Dataset entries:
use rayon::prelude::*;

use crate::foundation::core::{Canvas, Fps, FrameIndex, FrameRange, LocalFrame};
use crate::foundation::error::{ExplainerError, ExplainerResult};
use crate::scene::ctx::SceneCtx;
use crate::scene::frame::VisualFrame;
use crate::scene::overlays::{ProgressBar, background, gradient_angle};
use crate::theme::Theme;
use crate::timeline::accumulator::{ActiveScene, SequenceLayout};
use crate::timeline::model::Composition;
use crate::transition::compositor::composite;

/// Where a global frame lands: which section, and which scenes inside it.
#[derive(Clone, Debug, PartialEq, serde::Serialize)]
pub struct ResolvedFrame {
    /// Requested frame after clamping to the composition.
    pub frame: FrameIndex,
    /// Section index.
    pub section: usize,
    /// Frame relative to the section start.
    pub section_local: LocalFrame,
    /// Visible scenes, bottom-most first; later entries carry transition progress.
    pub scenes: Vec<ActiveScene>,
}

impl ResolvedFrame {
    /// `true` while two or more scenes are blending.
    pub fn in_transition(&self) -> bool {
        self.scenes.len() > 1
    }
}

/// Validated composition with every layout precomputed.
///
/// Construction does all checking; rendering a frame cannot fail.
#[derive(Clone, Debug)]
pub struct Timeline {
    comp: Composition,
    sections: SequenceLayout,
    layouts: Vec<SequenceLayout>,
}

impl Timeline {
    /// Validate `comp` and lay out its sections.
    #[tracing::instrument(skip(comp), fields(id = %comp.id))]
    pub fn new(comp: &Composition) -> ExplainerResult<Self> {
        comp.validate()?;
        let layouts = comp
            .sections
            .iter()
            .map(|s| s.sequence.layout())
            .collect::<ExplainerResult<Vec<_>>>()?;
        let sections = comp.section_layout()?;
        tracing::debug!(
            total_frames = sections.total,
            sections = layouts.len(),
            "timeline laid out"
        );
        Ok(Self {
            comp: comp.clone(),
            sections,
            layouts,
        })
    }

    /// Source composition.
    pub fn composition(&self) -> &Composition {
        &self.comp
    }

    /// Total frames.
    pub fn total_frames(&self) -> u64 {
        self.sections.total
    }

    /// Playback rate.
    pub fn fps(&self) -> Fps {
        self.comp.fps
    }

    /// Output size.
    pub fn canvas(&self) -> Canvas {
        self.comp.canvas
    }

    /// Placement of sections on the root timeline.
    pub fn section_layout(&self) -> &SequenceLayout {
        &self.sections
    }

    /// Scene placement inside section `i`.
    pub fn layout(&self, i: usize) -> Option<&SequenceLayout> {
        self.layouts.get(i)
    }

    /// Locate `frame`; frames past the end clamp to the last frame.
    pub fn resolve(&self, frame: FrameIndex) -> ResolvedFrame {
        let last = self.total_frames().saturating_sub(1);
        let f = frame.0.min(last);
        let global = i64::try_from(f).unwrap_or(i64::MAX);

        // Sections never overlap, so exactly one is active.
        let (section, section_local) = self
            .sections
            .active_at(global)
            .first()
            .map(|a| (a.index, a.local))
            .unwrap_or((0, LocalFrame(0)));
        let scenes = self
            .layouts
            .get(section)
            .map(|l| l.active_at(section_local.0))
            .unwrap_or_default();

        ResolvedFrame {
            frame: FrameIndex(f),
            section,
            section_local,
            scenes,
        }
    }

    /// Scene content at `frame`, transitions applied, without overlays.
    pub fn render_scenes(&self, theme: &Theme, frame: FrameIndex) -> VisualFrame {
        let resolved = self.resolve(frame);
        self.compose_scenes(theme, &resolved)
    }

    fn compose_scenes(&self, theme: &Theme, resolved: &ResolvedFrame) -> VisualFrame {
        let canvas = self.canvas();
        let Some(section) = self.comp.sections.get(resolved.section) else {
            return VisualFrame::empty(canvas);
        };
        let seq = &section.sequence;

        let mut acc: Option<VisualFrame> = None;
        for active in &resolved.scenes {
            let Some(spec) = seq.scenes.get(active.index) else {
                continue;
            };
            let rendered = spec.render(theme, self.fps(), canvas, active.local);
            acc = Some(match (acc, active.blend_in) {
                (Some(below), Some(p)) => match seq.transitions.get(active.index - 1) {
                    Some(t) => composite(&below, &rendered, t.timing.sample(p), t.kind, canvas),
                    None => rendered,
                },
                _ => rendered,
            });
        }
        acc.unwrap_or_else(|| VisualFrame::empty(canvas))
    }

    /// Full frame: background, grid, particles, scenes, progress bar and watermark.
    pub fn render_frame(&self, theme: &Theme, frame: FrameIndex) -> VisualFrame {
        let resolved = self.resolve(frame);
        let canvas = self.canvas();
        let overlays = &self.comp.overlays;
        let palette = &theme.palette;
        let global = LocalFrame(i64::try_from(resolved.frame.0).unwrap_or(i64::MAX));

        let mut layers = Vec::new();
        if overlays.background {
            let angle = gradient_angle(
                overlays.gradient_angle_deg,
                overlays.animate_gradient,
                global.0,
            );
            layers.push(background(canvas, palette.bg, palette.bg_light, angle));
        }
        if let Some(grid) = &overlays.grid {
            layers.push(grid.layer(canvas, global.0, palette.text));
        }
        if let Some(field) = &overlays.particles {
            layers.push(field.layer(canvas, global.0, palette.text));
        }

        layers.extend(self.compose_scenes(theme, &resolved).layers);

        let ctx = SceneCtx::new(theme, self.fps(), canvas);
        if overlays.progress_bar
            && let Some(section) = self.comp.sections.get(resolved.section)
        {
            let bar = ProgressBar {
                total: u32::try_from(self.comp.sections.len()).unwrap_or(u32::MAX),
                current: u32::try_from(resolved.section + 1).unwrap_or(u32::MAX),
                active: theme.accent(section.accent),
            };
            layers.push(bar.layer(&ctx, resolved.section_local));
        }
        if let Some(watermark) = &overlays.watermark {
            layers.push(watermark.layer(&ctx, global));
        }

        VisualFrame::with_layers(canvas, layers).normalized()
    }

    /// Render every frame of `range`, in order.
    ///
    /// Parallel output is identical to serial output.
    #[tracing::instrument(skip(self, theme, threading), fields(start = range.start.0, end = range.end.0))]
    pub fn render_range(
        &self,
        theme: &Theme,
        range: FrameRange,
        threading: &RenderThreading,
    ) -> ExplainerResult<Vec<VisualFrame>> {
        if range.is_empty() {
            return Err(ExplainerError::validation("render range must be non-empty"));
        }

        let len = range.len_frames();
        let mut out = Vec::with_capacity(len.min(4096) as usize);
        if !threading.parallel {
            for f in range.start.0..range.end.0 {
                out.push(self.render_frame(theme, FrameIndex(f)));
            }
            return Ok(out);
        }

        let pool = build_thread_pool(threading.threads)?;
        let chunk_size = normalized_chunk_size(threading.chunk_size);
        let mut chunk_start = range.start.0;
        while chunk_start < range.end.0 {
            let chunk_end = chunk_start.saturating_add(chunk_size).min(range.end.0);
            let mut frames = pool.install(|| {
                (chunk_start..chunk_end)
                    .into_par_iter()
                    .map(|f| self.render_frame(theme, FrameIndex(f)))
                    .collect::<Vec<_>>()
            });
            tracing::debug!(chunk_start, chunk_end, "rendered chunk");
            out.append(&mut frames);
            chunk_start = chunk_end;
        }
        Ok(out)
    }
}

/// Threading options for [`Timeline::render_range`].
#[derive(Clone, Debug, PartialEq, Eq)]
pub struct RenderThreading {
    /// Evaluate frames on a rayon pool.
    pub parallel: bool,
    /// Frames per parallel batch; 0 is treated as 1.
    pub chunk_size: usize,
    /// Pool size; `None` uses rayon's default.
    pub threads: Option<usize>,
}

impl Default for RenderThreading {
    fn default() -> Self {
        Self {
            parallel: false,
            chunk_size: 64,
            threads: None,
        }
    }
}

fn build_thread_pool(threads: Option<usize>) -> ExplainerResult<rayon::ThreadPool> {
    if let Some(n) = threads
        && n == 0
    {
        return Err(ExplainerError::validation(
            "render threading 'threads' must be >= 1 when set",
        ));
    }

    let mut builder = rayon::ThreadPoolBuilder::new();
    if let Some(n) = threads {
        builder = builder.num_threads(n);
    }
    builder
        .build()
        .map_err(|e| ExplainerError::Other(anyhow::anyhow!("failed to build rayon thread pool: {e}")))
}

fn normalized_chunk_size(chunk_size: usize) -> u64 {
    if chunk_size == 0 { 1 } else { chunk_size as u64 }
}

#[cfg(test)]
#[path = "../../tests/unit/render/timeline.rs"]
mod tests;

#### WHAT YOU NEED TO DO:
Each line in the entries above, starting at the line with "layers.extend(self.compose_scenes(theme, &resolved).layers);" and ending at the line with "let chunk_size = normalized_chunk_size(threading.chunk_size);", is to be printed exactly, and only those lines.

#### RESULT OF THE TASK:
        layers.extend(self.compose_scenes(theme, &resolved).layers);

        let ctx = SceneCtx::new(theme, self.fps(), canvas);
        if overlays.progress_bar
            && let Some(section) = self.comp.sections.get(resolved.section)
        {
            let bar = ProgressBar {
                total: u32::try_from(self.comp.sections.len()).unwrap_or(u32::MAX),
                current: u32::try_from(resolved.section + 1).unwrap_or(u32::MAX),
                active: theme.accent(section.accent),
            };
            layers.push(bar.layer(&ctx, resolved.section_local));
        }
        if let Some(watermark) = &overlays.watermark {
            layers.push(watermark.layer(&ctx, global));
        }

        VisualFrame::with_layers(canvas, layers).normalized()
    }

    /// Render every frame of `range`, in order.
    ///
    /// Parallel output is identical to serial output.
    #[tracing::instrument(skip(self, theme, threading), fields(start = range.start.0, end = range.end.0))]
    pub fn render_range(
        &self,
        theme: &Theme,
        range: FrameRange,
        threading: &RenderThreading,
    ) -> ExplainerResult<Vec<VisualFrame>> {
        if range.is_empty() {
            return Err(ExplainerError::validation("render range must be non-empty"));
        }

        let len = range.len_frames();
        let mut out = Vec::with_capacity(len.min(4096) as usize);
        if !threading.parallel {
            for f in range.start.0..range.end.0 {
                out.push(self.render_frame(theme, FrameIndex(f)));
            }
            return Ok(out);
        }

        let pool = build_thread_pool(threading.threads)?;
        let chunk_size = normalized_chunk_size(threading.chunk_size);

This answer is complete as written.